DO CONCEITO DE COLONIALIDADE DO SABER

Quero discutir com vocês a ideia de colonialidade do saber. Já expliquei o que é o colonialismo. Vou apresentar outro vídeo/aula discutindo esse tema com mais profundidade, mas aqui, por exemplo, quando falamos de colonialidade do saber, isso está ligado à ideia de colonialismo, de colonialidade do poder, que significa uma introjeção: é assumir o discurso, a fala, o estudo, a pesquisa, do colonizador. Aquele que é colonizado pelo saber é um reprodutor de toda uma episteme construída pelos brancos, europeus, racistas, sobretudo. Então, ser decolonial é lutar contra essa colonialidade do saber. Assumir uma perspectiva decolonial tem que, necessariamente, buscar pela democratização do currículo universitário. Temos que fazer essa crítica, senão não é decolonial, não adianta, senão está virando modinha.
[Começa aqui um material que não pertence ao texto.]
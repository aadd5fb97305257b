//! Application orchestrator.
//! Loads/merges config, initializes logging, installs the signal handler, validates
//! the roots, and runs the batch mover.

use anyhow::{Context, Result, anyhow, bail};
use std::path::{Path, PathBuf};
use std::sync::{Arc, Mutex};
use tracing::{debug, error, info};

use submission_move::cli::Args;
use submission_move::config::{CONFIG_ENV, create_template_config, load_config};
use submission_move::output as out;
use submission_move::{BatchReport, Config, default_config_path, move_files, move_submission, shutdown};

use crate::logging::init_tracing;

/// Run the CLI application.
pub fn run(args: Args) -> Result<()> {
    // Handled before logging init
    if args.print_config {
        return print_config_location();
    }
    if args.init_config {
        let path = default_config_path()?;
        create_template_config(&path)?;
        out::print_success(&format!("A template config was written to: {}", path.display()));
        out::print_info("Edit `source_root` and `target_root` (or pass them as arguments), then re-run.");
        return Ok(());
    }

    // defaults < XML < CLI
    let mut cfg = match load_config()? {
        Some((_, cfg)) => cfg,
        None => Config::default(),
    };
    args.apply_overrides(&mut cfg);
    cfg.source_root = cfg.source_root.as_deref().map(absolutize).transpose()?;
    cfg.target_root = cfg.target_root.as_deref().map(absolutize).transpose()?;

    // Initialize logging and capture the guard so we can drop it on signal
    let guard_opt = init_tracing(cfg.log_level, cfg.log_file.as_deref(), args.json).map_err(|e| {
        out::print_error(&format!("Failed to initialize logging: {e}"));
        e
    })?;

    // Guard needs to be dropped on SIGINT to flush logs
    let guard_slot = Arc::new(Mutex::new(guard_opt));
    {
        let guard_slot = Arc::clone(&guard_slot);
        ctrlc::set_handler(move || {
            shutdown::request();
            out::print_warn("Received interrupt; finishing the current file and stopping...");
            if let Ok(mut g) = guard_slot.lock() {
                let _ = g.take();
            }
        })
        .context("install interrupt handler")?;
    }

    debug!("Starting submission_move: {:?}", args);

    let result = run_moves(&args, &cfg);
    if let Err(e) = &result {
        error!(error = %format!("{e:#}"), "submission_move failed");
    }

    // Ensure logs are flushed before exit
    if let Ok(mut g) = guard_slot.lock() {
        let _ = g.take();
    }

    result
}

fn run_moves(args: &Args, cfg: &Config) -> Result<()> {
    cfg.validate()?;
    let (Some(src), Some(tgt)) = (cfg.source_root.as_deref(), cfg.target_root.as_deref()) else {
        bail!("source_root and target_root must both be set");
    };
    let opts = cfg.move_options();

    let report = if args.files.is_empty() {
        move_submission(src, tgt, &opts).map_err(|e| {
            error!(code = e.code(), kind = e.kind(), error = %e, "Cannot move submission");
            e
        })?
    } else {
        move_files(src, &args.files, tgt, &opts)
    };

    print_report(&report, cfg.dry_run);

    if shutdown::is_requested() && !report.skipped.is_empty() {
        bail!("interrupted; {} file(s) not moved", report.skipped.len());
    }
    if !report.is_success() {
        bail!(
            "{} of {} file(s) failed, {} skipped",
            report.failed.len(),
            report.total(),
            report.skipped.len()
        );
    }
    info!(moved = report.moved.len(), "Submission moved");
    Ok(())
}

fn print_report(report: &BatchReport, dry_run: bool) {
    for m in &report.moved {
        out::print_moved(&m.source, &m.dest, dry_run);
    }
    for f in &report.failed {
        out::print_error(&format!("{}: {}", f.source.display(), f.error));
    }
    for s in &report.skipped {
        out::print_warn(&format!("skipped: {}", s.display()));
    }

    let verb = if dry_run { "would move" } else { "moved" };
    let summary = format!(
        "{verb} {} file(s); {} failed; {} skipped",
        report.moved.len(),
        report.failed.len(),
        report.skipped.len()
    );
    if report.is_success() {
        out::print_success(&summary);
    } else {
        out::print_warn(&summary);
    }
}

fn print_config_location() -> Result<()> {
    if let Some(p) = std::env::var_os(CONFIG_ENV) {
        out::print_info(&format!(
            "Using {CONFIG_ENV} (explicit):\n  {}\n",
            PathBuf::from(p).display()
        ));
        out::print_info(&format!("To override, unset {CONFIG_ENV} or set it to another file."));
        return Ok(());
    }
    let p = default_config_path()?;
    out::print_info(&format!("Default submission_move config path:\n  {}\n", p.display()));
    if p.exists() {
        out::print_info("A config file already exists at that location.");
    } else {
        out::print_info("No config file exists there yet. Run with --init-config to create a template.");
    }
    Ok(())
}

fn absolutize(p: &Path) -> Result<PathBuf> {
    std::path::absolute(p).map_err(|e| anyhow!("cannot make '{}' absolute: {e}", p.display()))
}
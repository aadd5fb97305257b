use anyhow::Result;

mod app;
mod logging;

fn main() -> Result<()> {
    let args = submission_move::cli::parse();
    app::run(args)
}
//! User-facing console output.
//! Colors are enabled only when stdout is a TTY so scripted runs see plain text.

use owo_colors::OwoColorize;
use std::path::Path;

fn is_tty() -> bool {
    atty::is(atty::Stream::Stdout)
}

pub fn print_info(msg: &str) {
    if is_tty() {
        println!("{} {}", "info:".cyan().bold(), msg);
    } else {
        println!("info: {msg}");
    }
}

pub fn print_warn(msg: &str) {
    if is_tty() {
        eprintln!("{} {}", "warn:".yellow().bold(), msg);
    } else {
        eprintln!("warn: {msg}");
    }
}

pub fn print_error(msg: &str) {
    if is_tty() {
        eprintln!("{} {}", "error:".red().bold(), msg);
    } else {
        eprintln!("error: {msg}");
    }
}

pub fn print_success(msg: &str) {
    if is_tty() {
        println!("{} {}", "ok:".green().bold(), msg);
    } else {
        println!("ok: {msg}");
    }
}

/// One line per moved file: `moved: <src> -> <dest>` (`would move:` in a dry run).
/// Never colored; scripts parse these lines.
pub fn print_moved(src: &Path, dest: &Path, dry_run: bool) {
    let verb = if dry_run { "would move" } else { "moved" };
    println!("{verb}: {} -> {}", src.display(), dest.display());
}
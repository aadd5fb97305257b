//! Streaming copy into a freshly created file.
//!
//! - The destination is created with `create_new(true)` so an existing file is
//!   never clobbered; callers copy into a temp name and rename afterwards.
//! - File-to-file `io::copy` lets std use in-kernel copies where available
//!   (copy_file_range / sendfile on Linux).
//! - Permission bits follow the source, as a plain copy would.
//! - The destination is fsynced before returning.
//!
//! Snapshot semantics: the source is read once from start to EOF; bytes
//! appended concurrently may or may not be included.

use std::fs::{File, OpenOptions};
use std::io;
use std::path::Path;

/// Copy `src` -> `dst` (which must not exist). Returns the number of bytes written.
pub(super) fn copy_streaming(src: &Path, dst: &Path) -> io::Result<u64> {
    let mut src_f = File::open(src)?;
    let src_meta = src_f.metadata()?;

    let mut dst_f = OpenOptions::new().write(true).create_new(true).open(dst)?;
    let bytes = io::copy(&mut src_f, &mut dst_f)?;

    dst_f.set_permissions(src_meta.permissions())?;
    dst_f.sync_all()?;
    Ok(bytes)
}

#[cfg(test)]
mod tests {
    use super::*;
    use std::fs;
    use std::io::Write as _;
    use tempfile::tempdir;

    #[test]
    fn copy_small_file_ok() {
        let dir = tempdir().unwrap();
        let src_path = dir.path().join("src.txt");
        let dst_path = dir.path().join("dst.txt");

        let data = b"hello world";
        fs::write(&src_path, data).unwrap();

        let n = copy_streaming(&src_path, &dst_path).unwrap();
        assert_eq!(n, data.len() as u64);
        assert_eq!(fs::read(&dst_path).unwrap(), data);
    }

    #[test]
    fn copy_zero_length_ok() {
        let dir = tempdir().unwrap();
        let src_path = dir.path().join("empty");
        let dst_path = dir.path().join("out");
        File::create(&src_path).unwrap();

        let n = copy_streaming(&src_path, &dst_path).unwrap();
        assert_eq!(n, 0);
        assert_eq!(fs::metadata(&dst_path).unwrap().len(), 0);
    }

    #[test]
    fn fails_if_dest_exists() {
        let dir = tempdir().unwrap();
        let src_path = dir.path().join("src");
        let dst_path = dir.path().join("dst");
        fs::write(&src_path, b"data").unwrap();
        let mut f = File::create(&dst_path).unwrap();
        f.write_all(b"x").unwrap();
        drop(f);

        let err = copy_streaming(&src_path, &dst_path).unwrap_err();
        assert_eq!(err.kind(), io::ErrorKind::AlreadyExists);
        assert_eq!(fs::read(&dst_path).unwrap(), b"x");
    }

    #[test]
    fn large_file_copy_crosses_chunk_boundaries() {
        let dir = tempdir().unwrap();
        let src = dir.path().join("big.bin");
        let dst = dir.path().join("big.out");

        let size = 2 * 1024 * 1024 + 123;
        let data: Vec<u8> = (0..size).map(|i| (i % 251) as u8).collect();
        fs::write(&src, &data).unwrap();

        let n = copy_streaming(&src, &dst).unwrap();
        assert_eq!(n as usize, size);
        assert_eq!(fs::read(&dst).unwrap(), data);
    }

    #[cfg(unix)]
    #[test]
    fn permission_bits_follow_source() {
        use std::os::unix::fs::PermissionsExt;
        let dir = tempdir().unwrap();
        let src = dir.path().join("script.sh");
        let dst = dir.path().join("script.out");
        fs::write(&src, b"#!/bin/sh\n").unwrap();
        fs::set_permissions(&src, fs::Permissions::from_mode(0o750)).unwrap();

        copy_streaming(&src, &dst).unwrap();
        let mode = fs::metadata(&dst).unwrap().permissions().mode() & 0o777;
        assert_eq!(mode, 0o750);
    }
}
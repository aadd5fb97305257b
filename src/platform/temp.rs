//! Unique hidden sibling names for write-then-rename operations.
use std::path::{Path, PathBuf};
use std::sync::atomic::{AtomicU64, Ordering};
use std::time::{SystemTime, UNIX_EPOCH};

/// Prefix shared by every transient file this crate creates.
pub const TEMP_PREFIX: &str = ".submission_move.";

static COUNTER: AtomicU64 = AtomicU64::new(0);

/// Hidden temp path inside `dir`.
/// Pattern: .submission_move.<tag>.<pid>.<nanos>.<seq>.tmp
pub fn temp_path_in(dir: &Path, tag: &str) -> PathBuf {
    let pid = std::process::id();
    let nanos = SystemTime::now()
        .duration_since(UNIX_EPOCH)
        .map(|d| d.as_nanos())
        .unwrap_or(0);
    let seq = COUNTER.fetch_add(1, Ordering::Relaxed);
    dir.join(format!("{TEMP_PREFIX}{tag}.{pid}.{nanos}.{seq}.tmp"))
}

/// Hidden temp path next to `target`.
pub fn temp_sibling_of(target: &Path, tag: &str) -> PathBuf {
    temp_path_in(target.parent().unwrap_or_else(|| Path::new(".")), tag)
}

/// True for names produced by this module.
pub fn is_temp_name(name: &str) -> bool {
    name.starts_with(TEMP_PREFIX) && name.ends_with(".tmp")
}
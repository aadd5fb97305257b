use std::fs;
use std::path::PathBuf;

use submission_move::config::{load_config_from_xml_path, parse_config_xml};
use submission_move::{LogLevel, OnError};
use tempfile::tempdir;

#[test]
fn reads_roots_and_policies_from_file() {
    let td = tempdir().unwrap();
    let path = td.path().join("config.xml");
    fs::write(
        &path,
        r#"<config>
  <source_root>/srv/staging</source_root>
  <target_root>/srv/final</target_root>
  <log_level>quiet</log_level>
  <on_error>fail-fast</on_error>
  <parallel>yes</parallel>
</config>"#,
    )
    .unwrap();

    let cfg = load_config_from_xml_path(&path).unwrap();

    assert_eq!(cfg.source_root, Some(PathBuf::from("/srv/staging")));
    assert_eq!(cfg.target_root, Some(PathBuf::from("/srv/final")));
    assert_eq!(cfg.log_level, LogLevel::Quiet);
    assert_eq!(cfg.on_error, OnError::Abort);
    assert!(cfg.parallel);
    assert_eq!(cfg.log_file, None);
}

#[test]
fn malformed_xml_names_the_file() {
    let td = tempdir().unwrap();
    let path = td.path().join("broken.xml");
    fs::write(&path, "<config><source_root>/x</target_root>").unwrap();

    let err = load_config_from_xml_path(&path).unwrap_err();
    assert!(format!("{err:#}").contains("broken.xml"), "{err:#}");
}

#[test]
fn missing_file_is_an_error() {
    let td = tempdir().unwrap();
    assert!(load_config_from_xml_path(&td.path().join("absent.xml")).is_err());
}

#[test]
fn whitespace_only_values_are_unset() {
    let cfg = parse_config_xml(
        "<config>\n  <target_root>\n  </target_root>\n  <parallel> </parallel>\n</config>",
    )
    .unwrap();
    assert_eq!(cfg.target_root, None);
    assert!(!cfg.parallel);
}
//! I/O error helpers.
//!
//! Turns a bare io::Error into a message naming the operation, the path and a
//! platform-aware hint. Used by `MoveError::Io`'s Display and by the
//! `io_error_with_help` adapter for `.map_err(...)` chains:
//!
//!   fs::create_dir_all(dir).map_err(io_error_with_help("create directory", dir))?;

use std::io;
use std::path::Path;

use crate::errors::MoveError;

fn hint_for_os_code(code: i32) -> Option<&'static str> {
    #[cfg(unix)]
    {
        match code {
            libc::EACCES | libc::EPERM => {
                Some("permission denied; check ownership and write permissions.")
            }
            libc::EXDEV => Some("cross-filesystem; atomic rename not possible."),
            libc::EBUSY => Some("resource busy; ensure no other process is writing."),
            libc::ENOENT => Some("path not found; verify it exists."),
            libc::EEXIST => Some("already exists; remove the conflicting entry."),
            libc::ENOTDIR => Some("a path component exists but is not a directory."),
            libc::EISDIR => Some("destination is a directory; a file cannot replace it."),
            libc::ENOSPC => Some("insufficient space on device."),
            libc::EROFS => Some("read-only filesystem; cannot write here."),
            libc::ELOOP => Some("too many symbolic link levels (ELOOP); possible symlink cycle."),
            libc::ENAMETOOLONG => Some("filename or path too long; shorten path segments."),
            libc::EMFILE => {
                Some("process file descriptor limit reached; close files or raise limits.")
            }
            libc::ENFILE => Some("system-wide file table overflow; reduce open files."),
            _ => None,
        }
    }
    #[cfg(windows)]
    {
        match code {
            5 => Some("access denied; check permissions."),
            17 => Some("not same device; cross-filesystem move."),
            32 => Some("sharing violation; file is in use."),
            2 | 3 => Some("path not found; verify it exists."),
            80 | 183 => Some("already exists; remove the conflicting entry."),
            112 => Some("insufficient disk space."),
            19 => Some("write protected / read-only media."),
            206 => Some("filename or path too long (MAX_PATH exceeded)."),
            267 => Some("a path component exists but is not a directory."),
            _ => None,
        }
    }
    #[cfg(not(any(unix, windows)))]
    {
        let _ = code;
        None
    }
}

fn hint_for_kind(kind: io::ErrorKind) -> Option<&'static str> {
    match kind {
        io::ErrorKind::PermissionDenied => {
            Some("permission denied; check ownership and write permissions.")
        }
        io::ErrorKind::NotFound => Some("path not found; verify it exists."),
        io::ErrorKind::AlreadyExists => Some("already exists; remove the conflicting entry."),
        io::ErrorKind::NotADirectory => Some("a path component exists but is not a directory."),
        io::ErrorKind::IsADirectory => {
            Some("destination is a directory; a file cannot replace it.")
        }
        io::ErrorKind::StorageFull => Some("insufficient space on device."),
        io::ErrorKind::WouldBlock | io::ErrorKind::TimedOut => {
            Some("busy/timed out; retry after the current write finishes.")
        }
        _ => None,
    }
}

/// Format "<op> '<path>': <error> — <hint> [os code: N]".
pub fn describe_io_error(op: &str, path: &Path, e: &io::Error) -> String {
    let mut msg = format!("{} '{}': {}", op, path.display(), e);

    match e.raw_os_error() {
        Some(code) => {
            if let Some(hint) = hint_for_os_code(code) {
                msg.push_str(" — ");
                msg.push_str(hint);
            }
            msg.push_str(&format!(" [os code: {}]", code));
        }
        None => {
            if let Some(hint) = hint_for_kind(e.kind()) {
                msg.push_str(" — ");
                msg.push_str(hint);
            }
        }
    }

    msg
}

/// Adapter for `.map_err(...)` turning io::Error into `MoveError::Io`.
pub fn io_error_with_help<'a>(
    op: &'static str,
    path: &'a Path,
) -> impl FnOnce(io::Error) -> MoveError + 'a {
    move |source: io::Error| MoveError::Io {
        op,
        path: path.to_path_buf(),
        source,
    }
}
Aliás, decolonialidade está virando muito modinha para muito autor que quer estar na crista da onda, autor branco, que não critica nem um milímetro da modernidade, que não critica nem um milímetro da colonialidade do poder, que não critica o capitalismo, que não critica o Estado, que não critica a prisão, que não critica todas essas instituições que nos escravizaram. Esse é o decolonial nutella, diferente do decolonial raiz, que é aquele que sente na pele todo o racismo que está posto em nossa sociedade.

Referências

SANTOS, Boaventura de Souza (2011). Renovar a teoria crítica e reinventar a emancipação social. São Paulo: Boitempo [1ª ed. revista].

DE MORAES, Wallace S. Necro-racista-Estado – diálogo entre as perspectivas decolonial e libertária. Ficará disponível em breve.

_________________ UMA PERSPECTIVA DECOLONIAL LIBERTÁRIA CONTRA AS NECROFILIAS COLONIALISTAS OUTROCIDAS. Ficará disponível em breve.